Response: This was revised according to the reviewer’s comment. we mentioned the need for policy analysis and the development of successful strategies to fight vaccine hesitancy.

Limitations

  1. Again, the main limitation of this work is that you have included parents of 2-3 year olds in the study. This patient population is likely already vaccine hesitant and needs to be included.

Response: This was included in the limitation section.

  1. How is selection bias present in your study if you conducted a convenience sampling of patients? Please clarify 

Response: As the sample selection was not based on random selection, this entails selection bias.

  1. Lines 281-283 ("additionally, our study did not show..."): this is NOT a limitation. It is just a result of your work and needs to be removed here

Response: Removed.

  1. Recall bias should also be included as a limitation as mentioned above. 

Response: Revised and included.

Conclusions

  1. First paragraph of is yet another contradiction. Please fix. 

Response: The conclusion section was revised accordingly.

 

 

Reviewer 3 Report

Thank you for the invitation to review this manuscript. This manuscript carries important implications, however; I have a few concerns here.

 

The PVAC scale was used to evaluate the primary outcome of this study. I am not sure whether the scale was translated or not. Although PVAC is a validated tool, its translation into the Arabic language will further require the validation and reliability process. Moreover, how the translation was done is not clear from the study. It is suggested to provide this information clearly and upload the English and Arabic data collection form as a supplementary file.

 

Please provide a brief description of mediation analysis, as I have noticed that most of the young researchers and students are still not much familiar with this type of analysis. It enhances the educational impact of this manuscript. 

 

The authors should provide a summary of the articles, previously published on this topic in Sudan, if no; the authors should mention that this study is first of its own kind in the field.

 

 

Author Response

Response to Reviewer 3 Comments

The PVAC scale was used to evaluate the primary outcome of this study. I am not sure whether the scale was translated or not. Although PVAC is a validated tool, its translation into the Arabic language will further require the validation and reliability process. Moreover, how the translation was done is not clear from the study. It is suggested to provide this information clearly and upload the English and Arabic data collection form as a supplementary file.

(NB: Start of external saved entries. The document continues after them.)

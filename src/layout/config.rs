//! Configuration for the layout engine

use std::path::Path;

use serde::Deserialize;
use thiserror::Error;

use super::obstacles::ObstacleModel;
use super::types::Wall;
use super::validator::{PlacementValidator, DEFAULT_CLEARANCE_MARGIN};

/// Errors that can occur when loading a layout configuration
#[derive(Error, Debug)]
pub enum ConfigError {
    #[error("Failed to read layout config file: {0}")]
    Io(#[from] std::io::Error),
    #[error("Failed to parse layout config TOML: {0}")]
    Parse(#[from] toml::de::Error),
    #[error("Invalid layout config: {0}")]
    Invalid(String),
}

/// Configuration options for layout generation and validation
#[derive(Debug, Clone, PartialEq, Deserialize)]
#[serde(default)]
pub struct LayoutConfig {
    /// Frames generated when the caller doesn't ask for a count
    pub frame_count: usize,

    /// Physical size of generated frames in inches (width, height)
    pub frame_size: (f64, f64),

    /// Gap between neighbouring grid cells in inches
    pub spacing: f64,

    /// Horizontal offsets tried when a grid cell is unsafe (outer loop)
    pub horizontal_offsets: Vec<f64>,

    /// Vertical offsets tried for each horizontal offset (inner loop)
    pub vertical_offsets: Vec<f64>,

    /// Clamp range for searched x positions, in percent
    pub x_range: (f64, f64),

    /// Clamp range for searched y positions, in percent
    pub y_range: (f64, f64),

    /// Extra clearance around every obstacle zone, in percentage points
    pub clearance_margin: f64,

    /// Exclusion zones and viewing band
    pub obstacles: ObstacleModel,
}

impl Default for LayoutConfig {
    fn default() -> Self {
        Self {
            frame_count: 6,
            frame_size: (16.0, 20.0),
            spacing: 6.0,
            horizontal_offsets: vec![-10.0, 10.0, -20.0, 20.0, -30.0, 30.0],
            vertical_offsets: vec![-5.0, 5.0, -10.0, 10.0, -15.0, 15.0],
            x_range: (10.0, 80.0),
            y_range: (20.0, 70.0),
            clearance_margin: DEFAULT_CLEARANCE_MARGIN,
            obstacles: ObstacleModel::default(),
        }
    }
}

impl LayoutConfig {
    /// Create a new configuration with default values
    pub fn new() -> Self {
        Self::default()
    }

    /// Load a configuration from a TOML file
    pub fn from_file(path: &Path) -> Result<Self, ConfigError> {
        let content = std::fs::read_to_string(path)?;
        Self::from_toml_str(&content)
    }

    /// Load a configuration from a TOML string; missing keys keep their defaults
    pub fn from_toml_str(content: &str) -> Result<Self, ConfigError> {
        let config: LayoutConfig = toml::from_str(content)?;
        config.check()?;
        Ok(config)
    }

    fn check(&self) -> Result<(), ConfigError> {
        let (w, h) = self.frame_size;
        if !(w.is_finite() && h.is_finite() && w > 0.0 && h > 0.0) {
            return Err(ConfigError::Invalid(format!(
                "frame_size must be positive, got {} x {}",
                w, h
            )));
        }
        if !(self.spacing.is_finite() && self.clearance_margin.is_finite()) {
            return Err(ConfigError::Invalid(
                "spacing and clearance_margin must be numbers".to_string(),
            ));
        }
        if self.spacing < 0.0 || self.clearance_margin < 0.0 {
            return Err(ConfigError::Invalid(
                "spacing and clearance_margin cannot be negative".to_string(),
            ));
        }
        let offsets = self.horizontal_offsets.iter().chain(&self.vertical_offsets);
        if offsets.copied().any(|d| !d.is_finite()) {
            return Err(ConfigError::Invalid(
                "search offsets must be numbers".to_string(),
            ));
        }
        for (name, (min, max)) in [("x_range", self.x_range), ("y_range", self.y_range)] {
            if !(min.is_finite() && max.is_finite()) {
                return Err(ConfigError::Invalid(format!("{} must be numbers", name)));
            }
            if min > max {
                return Err(ConfigError::Invalid(format!(
                    "{} must be ordered (min, max), got ({}, {})",
                    name, min, max
                )));
            }
        }
        Ok(())
    }

    /// Set the default frame count
    pub fn with_frame_count(mut self, count: usize) -> Self {
        self.frame_count = count;
        self
    }

    /// Set the generated frame size
    pub fn with_frame_size(mut self, width: f64, height: f64) -> Self {
        self.frame_size = (width, height);
        self
    }

    /// Set the spacing between grid cells
    pub fn with_spacing(mut self, spacing: f64) -> Self {
        self.spacing = spacing;
        self
    }

    /// Set the clearance margin around obstacles
    pub fn with_clearance_margin(mut self, margin: f64) -> Self {
        self.clearance_margin = margin;
        self
    }

    /// Replace the obstacle model
    pub fn with_obstacles(mut self, obstacles: ObstacleModel) -> Self {
        self.obstacles = obstacles;
        self
    }

    /// Build a validator for a wall using this configuration
    pub fn validator(&self, wall: Wall) -> PlacementValidator {
        PlacementValidator::new(wall, self.obstacles.clone()).with_margin(self.clearance_margin)
    }
}

#[cfg(test)]
mod tests {
    use super::*;

    #[test]
    fn test_default_config() {
        let config = LayoutConfig::default();
        assert_eq!(config.frame_count, 6);
        assert_eq!(config.frame_size, (16.0, 20.0));
        assert_eq!(config.spacing, 6.0);
        assert_eq!(config.horizontal_offsets.len(), 6);
        assert_eq!(config.vertical_offsets.len(), 6);
        assert_eq!(config.x_range, (10.0, 80.0));
        assert_eq!(config.y_range, (20.0, 70.0));
        assert_eq!(config.clearance_margin, 2.0);
        assert_eq!(config.obstacles.zones.len(), 4);
    }

    #[test]
    fn test_builder_pattern() {
        let config = LayoutConfig::new()
            .with_frame_size(12.0, 16.0)
            .with_spacing(3.0)
            .with_clearance_margin(1.0);

        assert_eq!(config.frame_size, (12.0, 16.0));
        assert_eq!(config.spacing, 3.0);
        assert_eq!(config.validator(Wall::new(100.0, 100.0).unwrap()).margin(), 1.0);
    }

    #[test]
    fn test_from_toml_partial() {
        let config = LayoutConfig::from_toml_str(
            r#"
            frame_count = 4
            spacing = 4.0

            [obstacles]
            zones = [{ x = 40.0, y = 30.0, width = 20.0, height = 10.0, label = "tv" }]
            viewing_band = { top = 20.0, bottom = 80.0 }
            "#,
        )
        .unwrap();

        assert_eq!(config.frame_count, 4);
        assert_eq!(config.spacing, 4.0);
        assert_eq!(config.frame_size, (16.0, 20.0));
        assert_eq!(config.obstacles.zones.len(), 1);
        assert_eq!(config.obstacles.zones[0].label.as_deref(), Some("tv"));
        assert_eq!(config.obstacles.viewing_band.top, 20.0);
    }

    #[test]
    fn test_from_toml_rejects_bad_size() {
        let err = LayoutConfig::from_toml_str("frame_size = [0.0, 20.0]").unwrap_err();
        assert!(matches!(err, ConfigError::Invalid(_)));
    }

    #[test]
    fn test_from_toml_rejects_nan_range() {
        let err = LayoutConfig::from_toml_str("x_range = [nan, 80.0]").unwrap_err();
        assert!(matches!(err, ConfigError::Invalid(msg) if msg.contains("x_range")));
    }

    #[test]
    fn test_from_toml_rejects_reversed_range() {
        let err = LayoutConfig::from_toml_str("y_range = [70.0, 20.0]").unwrap_err();
        assert!(matches!(err, ConfigError::Invalid(_)));
    }

    #[test]
    fn test_from_toml_rejects_non_finite_offsets() {
        let err = LayoutConfig::from_toml_str("vertical_offsets = [5.0, inf]").unwrap_err();
        assert!(matches!(err, ConfigError::Invalid(_)));
        let err = LayoutConfig::from_toml_str("spacing = nan").unwrap_err();
        assert!(matches!(err, ConfigError::Invalid(_)));
    }

    #[test]
    fn test_from_toml_parse_error() {
        let err = LayoutConfig::from_toml_str("frame_count = \"six\"").unwrap_err();
        assert!(matches!(err, ConfigError::Parse(_)));
    }
}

 Response: We added a description about the reliability and validity of PACV in Sudan: (Lines 151-154): ‘’The Arabic version of the PACV scale was pre-tested with 16 parents at the Ahfad Family Center (Primary health care center) to assess its understandability and clarity of questions. The reliability and validation test was carried out and described by Sabahelzain et al. The Cronbach's alpha was computed for this scale (Q3-Q15) which is 0.62’’

Please provide a brief description of mediation analysis, as I have noticed that most of the young researchers and students are still not much familiar with this type of analysis. It enhances the educational impact of this manuscript. 

Response: a brief description of simple mediation analysis was added in lines 170-172: ‘’ Hayes describes the objective of doing simple mediation model as ‘to demonstrate how a variable’s effect on an outcome can be partitioned into direct and indirect effects that can be quantified..’’

The authors should provide a summary of the articles, previously published on this topic in Sudan, if no; the authors should mention that this study is first of its own kind in the field.

 Response: There are some relevant studies about measles vaccine hesitancy were conducted in Sudan and were already described in the manuscript, but we added this statement ‘To our knowledge, this study is the first of its own kind in the field in Sudan’’

 

Round 2

Reviewer 1 Report

This manuscript has undergone substantial changes. I am convinced with the revision. They addressed my concerns. I recommend it for acceptance now.